Mortgage application volume increased 2.0% on an adjusted basis during the week ended November 30, as the average rate for a 30-year fixed-rate mortgage fell to 5.08%, down from 5.12%, according to the Mortgage Bankers Association’s (MBA) Weekly Applications Survey.
The previous week included an adjustment for the Thanksgiving holiday.
Applications for refinances increased 6% while applications for purchases increased 1%, according to the survey, which covers about 75% of the residential mortgage market.
On an unadjusted basis, total volume increased 42% compared with the previous week.

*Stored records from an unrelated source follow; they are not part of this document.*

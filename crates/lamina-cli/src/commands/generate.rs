use std::error::Error;
use std::fs;
use std::path::{Path, PathBuf};

use clap::Args;
use lamina_catalog::{load_catalog, load_unique_artworks, ProjectConfig};
use lamina_core::errors::ErrorInfo;
use lamina_core::{LaminaError, SchemaVersion, Sequencer, Surface};
use lamina_gen::{
    generate_collection, plan_unique_slots, CollectionManifest, CompositionEngine, EngineConfig,
    ItemRecord,
};
use lamina_raster::{load_rgba, RasterSurface};
use sha2::{Digest, Sha256};
use tracing::info;

#[derive(Args, Debug)]
pub struct GenerateArgs {
    /// Project directory containing lamina.json and the layer directories.
    #[arg(long, default_value = ".")]
    pub project: PathBuf,
}

impl Default for GenerateArgs {
    fn default() -> Self {
        Self {
            project: PathBuf::from("."),
        }
    }
}

pub fn run(args: &GenerateArgs) -> Result<(), Box<dyn Error>> {
    let records = run_project(&args.project, true)?;
    info!(items = records.len(), "collection generated");
    Ok(())
}

/// Loads the project and generates the full collection.
///
/// With `persist` unset the run consumes exactly the same sequencer stream
/// but writes nothing, which is what `probe` relies on.
pub fn run_project(project: &Path, persist: bool) -> Result<Vec<ItemRecord>, Box<dyn Error>> {
    let config_path = project.join("lamina.json");
    let config = ProjectConfig::load(&config_path)?;
    let config_hash = format!("{:x}", Sha256::digest(fs::read(&config_path)?));
    let specs = config.trait_specs()?;

    let catalog = load_catalog(project, &config.layers, |path| load_rgba(path))?;
    let uniques = load_unique_artworks(&project.join("1of1s"), |path| load_rgba(path))?;
    let unique_count = uniques.len() as u64;

    let master_seed = match &config.seed {
        Some(seed) => seed.to_u64(),
        None => {
            let drawn: u64 = rand::random();
            info!(seed = drawn, "no seed configured, drew one from entropy");
            drawn
        }
    };
    let mut sequencer = Sequencer::from_seed(master_seed);
    let plan = plan_unique_slots(uniques, config.size, &mut sequencer)?;

    let mut engine = CompositionEngine::<RasterSurface>::new(
        EngineConfig::new(config.size, config.output.width, config.output.height),
        catalog,
        plan,
    );
    let mut surface = RasterSurface::new(config.output.width, config.output.height);
    let format = config.image_format();

    let out_root = project.join(&config.output.path);
    let images_dir = out_root.join("images");
    let jsons_dir = out_root.join("jsons");
    if persist {
        fs::create_dir_all(&images_dir)?;
        fs::create_dir_all(&jsons_dir)?;
    }

    let records = generate_collection(
        &mut engine,
        &specs,
        &config.metadata,
        &mut sequencer,
        &mut surface,
        |index, surface, record| {
            if !persist {
                return Ok(());
            }
            let bytes = surface.encode(format)?;
            let image_path = images_dir.join(format!("{}.{}", index + 1, format.extension()));
            fs::write(&image_path, bytes).map_err(|err| {
                LaminaError::Render(
                    ErrorInfo::new("image-write", err.to_string())
                        .with_context("path", image_path.display().to_string()),
                )
            })?;
            let json = serde_json::to_string_pretty(record).map_err(|err| {
                LaminaError::Serde(ErrorInfo::new("record-serialize", err.to_string()))
            })?;
            let record_path = jsons_dir.join(format!("{}.json", index + 1));
            fs::write(&record_path, json).map_err(|err| {
                LaminaError::Serde(
                    ErrorInfo::new("record-write", err.to_string())
                        .with_context("path", record_path.display().to_string()),
                )
            })?;
            Ok(())
        },
    )?;

    if persist {
        let manifest = CollectionManifest {
            schema_version: SchemaVersion::default(),
            master_seed,
            size: config.size,
            config_hash,
            unique_slots: unique_count,
            created_at: chrono::Utc::now().to_rfc3339(),
        };
        manifest.write(&out_root.join("manifest.json"))?;
    }

    Ok(records)
}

Applications for purchases increased 36%, on an unadjusted basis, and were up 0.2% compared with the same week one year earlier.
“Treasury rates continued to slide last week, driven mainly by concerns over slowing global economic growth and U.S. and China trade uncertainty,” says Joel Kan, associate vice president of economic and industry forecasting for the MBA, in a statement. “The 30-year fixed-rate fell for the third week in a row to 5.08 percent and has declined a total of nine basis points over this span.”

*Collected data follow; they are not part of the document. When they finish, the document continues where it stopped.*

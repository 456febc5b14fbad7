use std::error::Error;
use std::fs;
use std::path::{Path, PathBuf};

use clap::Args;
use lamina_gen::{aggregate, ItemRecord, RarityReport};
use tracing::info;

#[derive(Args, Debug)]
pub struct RarityArgs {
    /// Directory of persisted metadata records.
    #[arg(long, default_value = ".")]
    pub path: PathBuf,
    /// Trait keys to exclude, comma separated, matched case-insensitively.
    #[arg(long, value_delimiter = ',')]
    pub exclude: Vec<String>,
    /// Where to write the report.
    #[arg(long, default_value = "rarities.json")]
    pub out: PathBuf,
}

pub fn run(args: &RarityArgs) -> Result<(), Box<dyn Error>> {
    let records = load_records(&args.path)?;
    let report = aggregate(&records, &args.exclude);
    write_report(&args.out, &report)?;
    println!("{}", serde_json::to_string_pretty(&report.entries)?);
    info!(
        records = records.len(),
        entries = report.entries.len(),
        "rarity report written"
    );
    Ok(())
}

pub fn load_records(dir: &Path) -> Result<Vec<ItemRecord>, Box<dyn Error>> {
    let mut paths: Vec<PathBuf> = fs::read_dir(dir)?
        .filter_map(|entry| entry.ok())
        .map(|entry| entry.path())
        .filter(|path| path.extension().and_then(|ext| ext.to_str()) == Some("json"))
        .collect();
    paths.sort();
    let mut records = Vec::with_capacity(paths.len());
    for path in paths {
        let contents = fs::read_to_string(&path)?;
        records.push(serde_json::from_str(&contents)?);
    }
    Ok(records)
}

fn write_report(path: &Path, report: &RarityReport) -> Result<(), Box<dyn Error>> {
    if let Some(parent) = path.parent() {
        if !parent.as_os_str().is_empty() {
            fs::create_dir_all(parent)?;
        }
    }
    fs::write(path, serde_json::to_string_pretty(&report.entries)?)?;
    Ok(())
}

Kan adds that there was a “decrease in the average loan size for purchase applications to the lowest amount since December 2017 – $298,000 from $313,000.”
“This is perhaps an indication that there are fewer jumbo borrowers, or maybe first-time buyers are having better success reaching the market as we close out the year,” he says.
The refinance share of mortgage activity increased to 40.4% of total applications, up from 37.9% the previous week.
The adjustable-rate mortgage (ARM) share of activity decreased to 7.4% of total applications.
The average rate for a 5/1 ARM was 4.33%, up from 4.29%.